Segment Open

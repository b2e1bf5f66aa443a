// ABOUTME: Execution results: the backend's raw output and the runtime-stamped response.
// ABOUTME: AgentResponse always records which backend produced it and how long it took.

use serde::{Deserialize, Serialize};
use serde_json::{Map, Value};
use std::time::Duration;

/// Source citation attached to an answer
#[derive(Debug, Clone, PartialEq, Serialize, Deserialize)]
pub struct Citation {
    pub source: String,
    pub content: String,
    #[serde(default, skip_serializing_if = "Option::is_none")]
    pub relevance_score: Option<f64>,
    #[serde(default, skip_serializing_if = "Map::is_empty")]
    pub metadata: Map<String, Value>,
}

impl Citation {
    pub fn new(source: impl Into<String>, content: impl Into<String>) -> Self {
        Self {
            source: source.into(),
            content: content.into(),
            relevance_score: None,
            metadata: Map::new(),
        }
    }

    pub fn with_score(mut self, score: f64) -> Self {
        self.relevance_score = Some(score);
        self
    }
}

/// Token usage and cost tracking
#[derive(Debug, Clone, Default, PartialEq, Serialize, Deserialize)]
pub struct Usage {
    /// Input tokens consumed
    pub input_tokens: u64,
    /// Output tokens generated
    pub output_tokens: u64,
    /// Total cost in USD
    #[serde(default, skip_serializing_if = "Option::is_none")]
    pub cost_usd: Option<f64>,
}

/// What a backend returns from `execute`.
///
/// The runtime turns this into an [`AgentResponse`] so backends cannot
/// misreport their own identity or timing.
#[derive(Debug, Clone, Default, PartialEq, Serialize, Deserialize)]
pub struct AgentOutput {
    pub answer: String,
    #[serde(default)]
    pub citations: Vec<Citation>,
    #[serde(default)]
    pub metadata: Map<String, Value>,
    #[serde(default)]
    pub usage: Option<Usage>,
}

impl AgentOutput {
    pub fn text(answer: impl Into<String>) -> Self {
        Self {
            answer: answer.into(),
            ..Default::default()
        }
    }

    pub fn with_citation(mut self, citation: Citation) -> Self {
        self.citations.push(citation);
        self
    }

    pub fn with_metadata(mut self, key: impl Into<String>, value: Value) -> Self {
        self.metadata.insert(key.into(), value);
        self
    }

    pub fn with_usage(mut self, usage: Usage) -> Self {
        self.usage = Some(usage);
        self
    }
}

/// Result of one non-streaming execution
#[derive(Debug, Clone, PartialEq, Serialize, Deserialize)]
pub struct AgentResponse {
    pub answer: String,
    pub citations: Vec<Citation>,
    pub metadata: Map<String, Value>,
    /// Identifier of the backend that produced this response
    pub backend_id: String,
    #[serde(rename = "duration_ms", with = "duration_ms")]
    pub duration: Duration,
    #[serde(default, skip_serializing_if = "Option::is_none")]
    pub usage: Option<Usage>,
}

impl AgentResponse {
    pub fn from_output(backend_id: impl Into<String>, output: AgentOutput, duration: Duration) -> Self {
        Self {
            answer: output.answer,
            citations: output.citations,
            metadata: output.metadata,
            backend_id: backend_id.into(),
            duration,
            usage: output.usage,
        }
    }
}

mod duration_ms {
    use serde::{Deserialize, Deserializer, Serializer};
    use std::time::Duration;

    pub fn serialize<S: Serializer>(value: &Duration, serializer: S) -> Result<S::Ok, S::Error> {
        serializer.serialize_u64(value.as_millis() as u64)
    }

    pub fn deserialize<'de, D: Deserializer<'de>>(deserializer: D) -> Result<Duration, D::Error> {
        u64::deserialize(deserializer).map(Duration::from_millis)
    }
}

Segment Closed

About this exercise: All the material, top to bottom: write it out again precisely.

Result for this task:
repository b2e1bf5f66aa443a
// ABOUTME: Execution results: the backend's raw output and the runtime-stamped response.
// ABOUTME: AgentResponse always records which backend produced it and how long it took.

use serde::{Deserialize, Serialize};
use serde_json::{Map, Value};
use std::time::Duration;

/// Source citation attached to an answer
#[derive(Debug, Clone, PartialEq, Serialize, Deserialize)]
pub struct Citation {
    pub source: String,
    pub content: String,
    #[serde(default, skip_serializing_if = "Option::is_none")]
    pub relevance_score: Option<f64>,
    #[serde(default, skip_serializing_if = "Map::is_empty")]
    pub metadata: Map<String, Value>,
}

impl Citation {
    pub fn new(source: impl Into<String>, content: impl Into<String>) -> Self {
        Self {
            source: source.into(),
            content: content.into(),
            relevance_score: None,
            metadata: Map::new(),
        }
    }

    pub fn with_score(mut self, score: f64) -> Self {
        self.relevance_score = Some(score);
        self
    }
}

/// Token usage and cost tracking
#[derive(Debug, Clone, Default, PartialEq, Serialize, Deserialize)]
pub struct Usage {
    /// Input tokens consumed
    pub input_tokens: u64,
    /// Output tokens generated
    pub output_tokens: u64,
    /// Total cost in USD
    #[serde(default, skip_serializing_if = "Option::is_none")]
    pub cost_usd: Option<f64>,
}

/// What a backend returns from `execute`.
///
/// The runtime turns this into an [`AgentResponse`] so backends cannot
/// misreport their own identity or timing.
#[derive(Debug, Clone, Default, PartialEq, Serialize, Deserialize)]
pub struct AgentOutput {
    pub answer: String,
    #[serde(default)]
    pub citations: Vec<Citation>,
    #[serde(default)]
    pub metadata: Map<String, Value>,
    #[serde(default)]
    pub usage: Option<Usage>,
}

impl AgentOutput {
    pub fn text(answer: impl Into<String>) -> Self {
        Self {
            answer: answer.into(),
            ..Default::default()
        }
    }

    pub fn with_citation(mut self, citation: Citation) -> Self {
        self.citations.push(citation);
        self
    }

    pub fn with_metadata(mut self, key: impl Into<String>, value: Value) -> Self {
        self.metadata.insert(key.into(), value);
        self
    }

    pub fn with_usage(mut self, usage: Usage) -> Self {
        self.usage = Some(usage);
        self
    }
}

/// Result of one non-streaming execution
#[derive(Debug, Clone, PartialEq, Serialize, Deserialize)]
pub struct AgentResponse {
    pub answer: String,
    pub citations: Vec<Citation>,
    pub metadata: Map<String, Value>,
    /// Identifier of the backend that produced this response
    pub backend_id: String,
    #[serde(rename = "duration_ms", with = "duration_ms")]
    pub duration: Duration,
    #[serde(default, skip_serializing_if = "Option::is_none")]
    pub usage: Option<Usage>,
}

impl AgentResponse {
    pub fn from_output(backend_id: impl Into<String>, output: AgentOutput, duration: Duration) -> Self {
        Self {
            answer: output.answer,
            citations: output.citations,
            metadata: output.metadata,
            backend_id: backend_id.into(),
            duration,
            usage: output.usage,
        }
    }
}

mod duration_ms {
    use serde::{Deserialize, Deserializer, Serializer};
    use std::time::Duration;

    pub fn serialize<S: Serializer>(value: &Duration, serializer: S) -> Result<S::Ok, S::Error> {
        serializer.serialize_u64(value.as_millis() as u64)
    }

    pub fn deserialize<'de, D: Deserializer<'de>>(deserializer: D) -> Result<Duration, D::Error> {
        u64::deserialize(deserializer).map(Duration::from_millis)
    }
}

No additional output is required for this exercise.